§ **Problem statement**
Every line from the start of the records below to the line containing "the other way." should be retyped exactly, that line included, and no others.

[Collected data entries]

*-*-*

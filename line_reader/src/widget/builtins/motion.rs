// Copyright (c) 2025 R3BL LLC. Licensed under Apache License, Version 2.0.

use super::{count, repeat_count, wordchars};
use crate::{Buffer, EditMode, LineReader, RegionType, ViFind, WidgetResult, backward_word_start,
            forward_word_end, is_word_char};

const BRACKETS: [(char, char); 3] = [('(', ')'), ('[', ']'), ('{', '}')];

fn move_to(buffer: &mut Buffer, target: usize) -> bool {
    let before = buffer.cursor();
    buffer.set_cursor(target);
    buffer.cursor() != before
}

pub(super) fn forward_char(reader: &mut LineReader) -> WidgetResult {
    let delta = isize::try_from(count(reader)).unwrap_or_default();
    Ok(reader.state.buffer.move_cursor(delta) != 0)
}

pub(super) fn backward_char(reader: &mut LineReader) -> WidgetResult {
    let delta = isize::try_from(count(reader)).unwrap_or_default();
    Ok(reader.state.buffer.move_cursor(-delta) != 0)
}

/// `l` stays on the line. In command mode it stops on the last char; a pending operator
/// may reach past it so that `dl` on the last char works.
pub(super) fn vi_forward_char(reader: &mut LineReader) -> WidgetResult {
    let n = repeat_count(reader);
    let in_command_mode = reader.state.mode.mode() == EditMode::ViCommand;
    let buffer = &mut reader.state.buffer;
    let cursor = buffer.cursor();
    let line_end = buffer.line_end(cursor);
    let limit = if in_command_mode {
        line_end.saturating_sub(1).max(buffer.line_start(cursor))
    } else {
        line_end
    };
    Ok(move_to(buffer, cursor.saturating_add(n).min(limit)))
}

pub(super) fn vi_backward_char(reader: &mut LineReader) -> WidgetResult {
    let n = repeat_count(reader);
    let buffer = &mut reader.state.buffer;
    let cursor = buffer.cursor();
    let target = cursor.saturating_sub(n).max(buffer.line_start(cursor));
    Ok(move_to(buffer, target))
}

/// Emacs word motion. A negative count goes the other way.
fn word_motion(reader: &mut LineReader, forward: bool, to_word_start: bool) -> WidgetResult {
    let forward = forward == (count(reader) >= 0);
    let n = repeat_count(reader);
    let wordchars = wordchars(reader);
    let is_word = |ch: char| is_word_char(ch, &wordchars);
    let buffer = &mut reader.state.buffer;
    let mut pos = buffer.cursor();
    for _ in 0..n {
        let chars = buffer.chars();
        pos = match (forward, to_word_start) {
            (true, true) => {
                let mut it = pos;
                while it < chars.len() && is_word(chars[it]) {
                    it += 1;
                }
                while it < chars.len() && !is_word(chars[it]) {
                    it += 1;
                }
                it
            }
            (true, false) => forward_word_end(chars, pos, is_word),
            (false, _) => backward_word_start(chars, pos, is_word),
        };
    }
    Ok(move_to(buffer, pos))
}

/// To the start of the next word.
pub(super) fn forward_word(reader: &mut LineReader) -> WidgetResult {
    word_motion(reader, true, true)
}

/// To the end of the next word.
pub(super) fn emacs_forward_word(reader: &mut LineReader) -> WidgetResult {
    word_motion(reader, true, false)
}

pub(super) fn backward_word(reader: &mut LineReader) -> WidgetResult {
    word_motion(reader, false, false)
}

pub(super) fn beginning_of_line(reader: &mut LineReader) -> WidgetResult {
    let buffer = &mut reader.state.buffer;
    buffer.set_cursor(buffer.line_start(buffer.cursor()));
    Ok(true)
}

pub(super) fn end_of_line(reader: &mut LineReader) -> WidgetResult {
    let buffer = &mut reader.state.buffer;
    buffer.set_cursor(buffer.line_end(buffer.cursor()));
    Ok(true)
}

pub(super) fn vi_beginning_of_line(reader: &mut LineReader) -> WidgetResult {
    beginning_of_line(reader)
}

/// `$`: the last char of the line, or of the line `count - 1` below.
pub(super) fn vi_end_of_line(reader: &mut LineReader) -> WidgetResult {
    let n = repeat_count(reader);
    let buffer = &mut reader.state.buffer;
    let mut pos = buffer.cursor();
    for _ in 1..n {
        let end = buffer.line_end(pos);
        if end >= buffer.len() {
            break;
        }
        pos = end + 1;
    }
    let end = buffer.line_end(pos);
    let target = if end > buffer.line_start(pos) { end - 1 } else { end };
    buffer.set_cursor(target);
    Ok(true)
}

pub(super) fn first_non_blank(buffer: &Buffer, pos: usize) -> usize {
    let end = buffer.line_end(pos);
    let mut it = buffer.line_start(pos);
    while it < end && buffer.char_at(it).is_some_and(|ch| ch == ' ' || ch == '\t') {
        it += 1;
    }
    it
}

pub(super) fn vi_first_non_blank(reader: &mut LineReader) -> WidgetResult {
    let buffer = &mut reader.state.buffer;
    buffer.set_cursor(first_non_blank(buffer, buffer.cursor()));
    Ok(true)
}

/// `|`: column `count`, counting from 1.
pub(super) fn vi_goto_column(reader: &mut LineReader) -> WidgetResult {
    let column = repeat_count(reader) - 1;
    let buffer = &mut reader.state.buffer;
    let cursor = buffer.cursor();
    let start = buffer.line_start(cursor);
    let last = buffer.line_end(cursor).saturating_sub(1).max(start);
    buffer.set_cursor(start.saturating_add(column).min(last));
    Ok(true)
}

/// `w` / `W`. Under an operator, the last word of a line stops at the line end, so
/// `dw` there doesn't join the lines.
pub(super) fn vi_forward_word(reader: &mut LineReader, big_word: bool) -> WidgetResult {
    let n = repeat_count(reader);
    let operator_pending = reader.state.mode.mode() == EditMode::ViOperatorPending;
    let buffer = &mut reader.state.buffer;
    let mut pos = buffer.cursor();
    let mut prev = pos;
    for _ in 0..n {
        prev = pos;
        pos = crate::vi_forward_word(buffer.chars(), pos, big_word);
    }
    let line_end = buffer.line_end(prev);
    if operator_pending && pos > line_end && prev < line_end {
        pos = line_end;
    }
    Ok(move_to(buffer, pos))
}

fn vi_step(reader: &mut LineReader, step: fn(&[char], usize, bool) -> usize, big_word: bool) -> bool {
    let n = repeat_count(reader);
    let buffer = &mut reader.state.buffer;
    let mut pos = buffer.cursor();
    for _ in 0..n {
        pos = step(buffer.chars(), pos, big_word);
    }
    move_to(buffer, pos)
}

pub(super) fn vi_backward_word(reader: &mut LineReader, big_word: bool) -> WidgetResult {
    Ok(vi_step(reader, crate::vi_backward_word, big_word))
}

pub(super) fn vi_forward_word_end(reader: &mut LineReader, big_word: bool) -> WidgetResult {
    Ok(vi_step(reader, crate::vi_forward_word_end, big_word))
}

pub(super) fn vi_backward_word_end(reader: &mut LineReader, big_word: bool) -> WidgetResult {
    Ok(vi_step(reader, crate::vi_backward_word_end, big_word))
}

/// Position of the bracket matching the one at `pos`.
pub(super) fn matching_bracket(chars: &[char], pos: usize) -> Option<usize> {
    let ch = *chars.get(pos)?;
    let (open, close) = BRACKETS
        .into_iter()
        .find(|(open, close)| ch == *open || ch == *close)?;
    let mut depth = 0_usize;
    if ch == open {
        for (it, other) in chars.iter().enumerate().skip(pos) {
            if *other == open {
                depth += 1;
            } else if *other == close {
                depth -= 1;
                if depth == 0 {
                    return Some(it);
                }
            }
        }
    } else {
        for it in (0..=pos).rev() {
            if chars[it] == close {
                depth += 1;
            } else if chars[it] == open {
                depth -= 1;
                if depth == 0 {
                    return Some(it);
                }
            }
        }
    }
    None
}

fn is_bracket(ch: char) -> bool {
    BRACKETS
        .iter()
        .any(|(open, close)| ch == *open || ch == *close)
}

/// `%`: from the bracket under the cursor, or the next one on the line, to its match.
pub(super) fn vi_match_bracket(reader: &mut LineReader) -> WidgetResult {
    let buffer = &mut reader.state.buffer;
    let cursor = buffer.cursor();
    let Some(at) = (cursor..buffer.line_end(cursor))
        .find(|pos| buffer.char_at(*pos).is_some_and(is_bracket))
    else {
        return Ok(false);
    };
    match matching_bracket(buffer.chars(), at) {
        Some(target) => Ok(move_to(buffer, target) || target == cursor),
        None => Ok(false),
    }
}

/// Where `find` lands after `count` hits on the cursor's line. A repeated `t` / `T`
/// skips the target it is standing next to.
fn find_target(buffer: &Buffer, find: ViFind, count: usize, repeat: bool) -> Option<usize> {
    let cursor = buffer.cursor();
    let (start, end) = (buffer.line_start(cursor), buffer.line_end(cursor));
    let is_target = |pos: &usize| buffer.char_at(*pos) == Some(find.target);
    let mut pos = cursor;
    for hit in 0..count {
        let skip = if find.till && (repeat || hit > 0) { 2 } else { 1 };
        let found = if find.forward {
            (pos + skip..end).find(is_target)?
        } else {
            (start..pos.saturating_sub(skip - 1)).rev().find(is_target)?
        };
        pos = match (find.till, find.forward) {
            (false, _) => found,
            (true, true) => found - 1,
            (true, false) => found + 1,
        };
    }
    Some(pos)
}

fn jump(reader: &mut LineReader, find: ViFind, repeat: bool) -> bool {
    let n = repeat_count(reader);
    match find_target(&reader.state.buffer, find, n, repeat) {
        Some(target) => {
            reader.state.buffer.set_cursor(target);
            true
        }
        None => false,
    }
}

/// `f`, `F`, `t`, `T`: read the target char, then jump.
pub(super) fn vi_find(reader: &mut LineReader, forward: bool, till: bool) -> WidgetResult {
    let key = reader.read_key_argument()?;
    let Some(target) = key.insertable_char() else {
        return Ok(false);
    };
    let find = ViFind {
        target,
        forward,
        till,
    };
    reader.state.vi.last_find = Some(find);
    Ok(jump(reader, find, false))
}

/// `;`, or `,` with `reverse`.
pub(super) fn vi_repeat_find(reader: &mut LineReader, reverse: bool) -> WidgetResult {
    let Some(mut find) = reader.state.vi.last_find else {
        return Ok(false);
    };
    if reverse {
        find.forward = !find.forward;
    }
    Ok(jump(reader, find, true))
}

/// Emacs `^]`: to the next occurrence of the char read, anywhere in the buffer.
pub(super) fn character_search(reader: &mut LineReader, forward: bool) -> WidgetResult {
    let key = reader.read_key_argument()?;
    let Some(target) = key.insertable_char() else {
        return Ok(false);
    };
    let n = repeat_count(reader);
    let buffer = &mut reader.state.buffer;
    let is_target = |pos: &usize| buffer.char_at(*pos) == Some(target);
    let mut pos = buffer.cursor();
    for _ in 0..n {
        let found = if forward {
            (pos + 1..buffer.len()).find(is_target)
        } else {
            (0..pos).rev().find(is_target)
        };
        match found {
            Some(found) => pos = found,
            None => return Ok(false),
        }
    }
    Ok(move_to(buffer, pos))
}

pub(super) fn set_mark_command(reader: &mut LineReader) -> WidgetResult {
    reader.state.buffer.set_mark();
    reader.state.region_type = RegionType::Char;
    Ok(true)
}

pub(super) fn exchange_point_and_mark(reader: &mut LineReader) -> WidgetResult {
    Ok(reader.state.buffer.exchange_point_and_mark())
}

*-*-*

§ **Solution to the exercise**
filename line_reader/src/widget/builtins/motion.rs
// Copyright (c) 2025 R3BL LLC. Licensed under Apache License, Version 2.0.

use super::{count, repeat_count, wordchars};
use crate::{Buffer, EditMode, LineReader, RegionType, ViFind, WidgetResult, backward_word_start,
            forward_word_end, is_word_char};

const BRACKETS: [(char, char); 3] = [('(', ')'), ('[', ']'), ('{', '}')];

fn move_to(buffer: &mut Buffer, target: usize) -> bool {
    let before = buffer.cursor();
    buffer.set_cursor(target);
    buffer.cursor() != before
}

pub(super) fn forward_char(reader: &mut LineReader) -> WidgetResult {
    let delta = isize::try_from(count(reader)).unwrap_or_default();
    Ok(reader.state.buffer.move_cursor(delta) != 0)
}

pub(super) fn backward_char(reader: &mut LineReader) -> WidgetResult {
    let delta = isize::try_from(count(reader)).unwrap_or_default();
    Ok(reader.state.buffer.move_cursor(-delta) != 0)
}

/// `l` stays on the line. In command mode it stops on the last char; a pending operator
/// may reach past it so that `dl` on the last char works.
pub(super) fn vi_forward_char(reader: &mut LineReader) -> WidgetResult {
    let n = repeat_count(reader);
    let in_command_mode = reader.state.mode.mode() == EditMode::ViCommand;
    let buffer = &mut reader.state.buffer;
    let cursor = buffer.cursor();
    let line_end = buffer.line_end(cursor);
    let limit = if in_command_mode {
        line_end.saturating_sub(1).max(buffer.line_start(cursor))
    } else {
        line_end
    };
    Ok(move_to(buffer, cursor.saturating_add(n).min(limit)))
}

pub(super) fn vi_backward_char(reader: &mut LineReader) -> WidgetResult {
    let n = repeat_count(reader);
    let buffer = &mut reader.state.buffer;
    let cursor = buffer.cursor();
    let target = cursor.saturating_sub(n).max(buffer.line_start(cursor));
    Ok(move_to(buffer, target))
}

/// Emacs word motion. A negative count goes the other way.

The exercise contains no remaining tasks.